→ **Work instructions**
Would you please output, word for word, the span of the listing below that opens on the line containing "let kind = match" and closes on the line containing "answered, any status."? Include both ends and nothing more.

→ **Given entries**
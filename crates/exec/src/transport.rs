//! HTTP transport for test invocations.
//!
//! [`UreqTransport`] uses `ureq` (sync) wrapped in
//! `tokio::task::spawn_blocking`. Dropping the returned future abandons the
//! call: the blocking thread finishes on its own and its result goes nowhere.

use std::collections::btree_map::Entry;
use std::collections::BTreeMap;
use std::io::Read;
use std::time::Duration;

use apiprobe_core::{ErrorKind, ExecutionError, Payload, RequestSpec};
use async_trait::async_trait;
use url::Url;

/// A raw response as received from the wire.
#[derive(Debug, Clone, PartialEq, Eq)]
pub struct HttpResponse {
    pub status: u16,
    /// Lower-cased names; repeated headers joined with `", "`.
    pub headers: BTreeMap<String, String>,
    pub body: String,
}

impl HttpResponse {
    pub fn new(status: u16, body: impl Into<String>) -> Self {
        HttpResponse {
            status,
            headers: BTreeMap::new(),
            body: body.into(),
        }
    }

    pub fn with_header(mut self, name: &str, value: &str) -> Self {
        self.headers
            .insert(name.to_ascii_lowercase(), value.to_string());
        self
    }
}

/// Failures that prevent a response from arriving at all.
#[derive(Debug, Clone, PartialEq, Eq, thiserror::Error)]
pub enum TransportError {
    /// The request could not be built (bad URL, bad header name/value).
    #[error("invalid request: {0}")]
    InvalidRequest(String),

    #[error("request timed out: {0}")]
    Timeout(String),

    /// DNS, connect, TLS or I/O failure.
    #[error("transport failure: {0}")]
    Network(String),
}

impl TransportError {
    pub fn to_execution_error(&self) -> ExecutionError {
        let kind = match self {
            TransportError::InvalidRequest(_) => ErrorKind::InvalidRequest,
            TransportError::Timeout(_) => ErrorKind::Timeout,
            TransportError::Network(_) => ErrorKind::Transport,
        };
        ExecutionError::new(kind, self.to_string())
    }
}

/// Sends one request and returns whatever the server answered, any status.
#[async_trait]
pub trait HttpTransport: Send + Sync {
    async fn send(&self, request: &RequestSpec) -> Result<HttpResponse, TransportError>;
}

/// The request URL with `query_params` applied. Parameters already present
/// in the URL are replaced by same-named entries from `query_params`.
pub fn build_url(request: &RequestSpec) -> Result<Url, TransportError> {
    let mut url = Url::parse(&request.url).map_err(|e| {
        TransportError::InvalidRequest(format!("invalid URL '{}': {}", request.url, e))
    })?;

    if !request.query_params.is_empty() {
        let kept: Vec<(String, String)> = url
            .query_pairs()
            .filter(|(key, _)| !request.query_params.contains_key(&**key))
            .map(|(key, value)| (key.into_owned(), value.into_owned()))
            .collect();
        let mut pairs = url.query_pairs_mut();
        pairs.clear();
        pairs.extend_pairs(kept.iter());
        pairs.extend_pairs(request.query_params.iter());
    }

    Ok(url)
}

/// Response bodies beyond this many bytes are cut off.
pub const DEFAULT_MAX_BODY_BYTES: u64 = 10 * 1024 * 1024;

/// Default transport over `ureq`.
#[derive(Debug, Clone)]
pub struct UreqTransport {
    agent: ureq::Agent,
    user_agent: Option<String>,
    max_body_bytes: u64,
}

impl UreqTransport {
    /// An agent that returns 4xx/5xx responses instead of erroring, with a
    /// global per-call timeout.
    pub fn new(timeout: Duration) -> Self {
        let config = ureq::Agent::config_builder()
            .http_status_as_error(false)
            .timeout_global(Some(timeout))
            .build();
        UreqTransport {
            agent: ureq::Agent::new_with_config(config),
            user_agent: None,
            max_body_bytes: DEFAULT_MAX_BODY_BYTES,
        }
    }

    /// Keep at most `max_body_bytes` of each response body. A longer body is
    /// truncated, not rejected, so the status and headers still arrive.
    pub fn with_body_limit(mut self, max_body_bytes: u64) -> Self {
        self.max_body_bytes = max_body_bytes;
        self
    }

    /// Send `user-agent: <value>` unless the request sets its own.
    pub fn with_user_agent(mut self, user_agent: impl Into<String>) -> Self {
        self.user_agent = Some(user_agent.into());
        self
    }

    /// Headers as sent: request headers, plus `content-type` for JSON bodies
    /// and the configured user agent where the request has none.
    fn outgoing_headers(&self, request: &RequestSpec, body: Option<&Payload>) -> BTreeMap<String, String> {
        let mut headers = request.headers.clone();
        let has = |headers: &BTreeMap<String, String>, name: &str| {
            headers.keys().any(|k| k.eq_ignore_ascii_case(name))
        };
        if matches!(body, Some(Payload::Json(_))) && !has(&headers, "content-type") {
            headers.insert("content-type".to_string(), "application/json".to_string());
        }
        if let Some(agent) = &self.user_agent {
            if !has(&headers, "user-agent") {
                headers.insert("user-agent".to_string(), agent.clone());
            }
        }
        headers
    }
}

fn classify(err: ureq::Error) -> TransportError {
    match err {
        ureq::Error::Timeout(_) => TransportError::Timeout(err.to_string()),
        other => TransportError::Network(other.to_string()),
    }
}

/// Read up to `limit` bytes of `reader`, decoding them as lossy UTF-8.
/// Returns the text and whether anything past the limit was dropped.
fn read_body(reader: impl Read, limit: u64) -> std::io::Result<(String, bool)> {
    let mut bytes = Vec::new();
    reader.take(limit.saturating_add(1)).read_to_end(&mut bytes)?;
    let truncated = bytes.len() as u64 > limit;
    if truncated {
        bytes.truncate(limit as usize);
    }
    Ok((String::from_utf8_lossy(&bytes).into_owned(), truncated))
}

#[async_trait]
impl HttpTransport for UreqTransport {
    async fn send(&self, request: &RequestSpec) -> Result<HttpResponse, TransportError> {
        let url = build_url(request)?;
        let verb = request.verb;
        let body = request.body.as_ref().filter(|_| verb.sends_body());
        let headers = self.outgoing_headers(request, body);
        let body_text = body.map(Payload::to_body_string);
        let agent = self.agent.clone();
        let limit = self.max_body_bytes;

        tokio::task::spawn_blocking(move || -> Result<HttpResponse, TransportError> {
            let mut builder = ureq::http::Request::builder()
                .method(verb.as_str())
                .uri(url.as_str());
            for (name, value) in &headers {
                builder = builder.header(name.as_str(), value.as_str());
            }
            let invalid = |e: ureq::http::Error| TransportError::InvalidRequest(e.to_string());

            let response = match body_text {
                Some(text) => agent.run(builder.body(text).map_err(invalid)?),
                None => agent.run(builder.body(()).map_err(invalid)?),
            }
            .map_err(classify)?;

            let status = response.status().as_u16();
            let mut headers: BTreeMap<String, String> = BTreeMap::new();
            for (name, value) in response.headers() {
                let value = String::from_utf8_lossy(value.as_bytes()).into_owned();
                match headers.entry(name.as_str().to_string()) {
                    Entry::Occupied(mut existing) => {
                        let joined = existing.get_mut();
                        joined.push_str(", ");
                        joined.push_str(&value);
                    }
                    Entry::Vacant(slot) => {
                        slot.insert(value);
                    }
                }
            }
            let (body, truncated) = read_body(response.into_body().into_reader(), limit)
                .map_err(|e| match e.kind() {
                    std::io::ErrorKind::TimedOut => {
                        TransportError::Timeout(format!("reading body: {}", e))
                    }
                    _ => TransportError::Network(format!("failed to read body: {}", e)),
                })?;
            if truncated {
                tracing::warn!(url = %url, limit, "response body truncated");
            }

            Ok(HttpResponse {
                status,
                headers,
                body,
            })
        })
        .await
        .map_err(|e| TransportError::Network(format!("task join error: {}", e)))?
    }
}

// ──────────────────────────────────────────────
// Tests
// ──────────────────────────────────────────────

→ **Solved exercise**
        let kind = match self {
            TransportError::InvalidRequest(_) => ErrorKind::InvalidRequest,
            TransportError::Timeout(_) => ErrorKind::Timeout,
            TransportError::Network(_) => ErrorKind::Transport,
        };
        ExecutionError::new(kind, self.to_string())
    }
}

/// Sends one request and returns whatever the server answered, any status.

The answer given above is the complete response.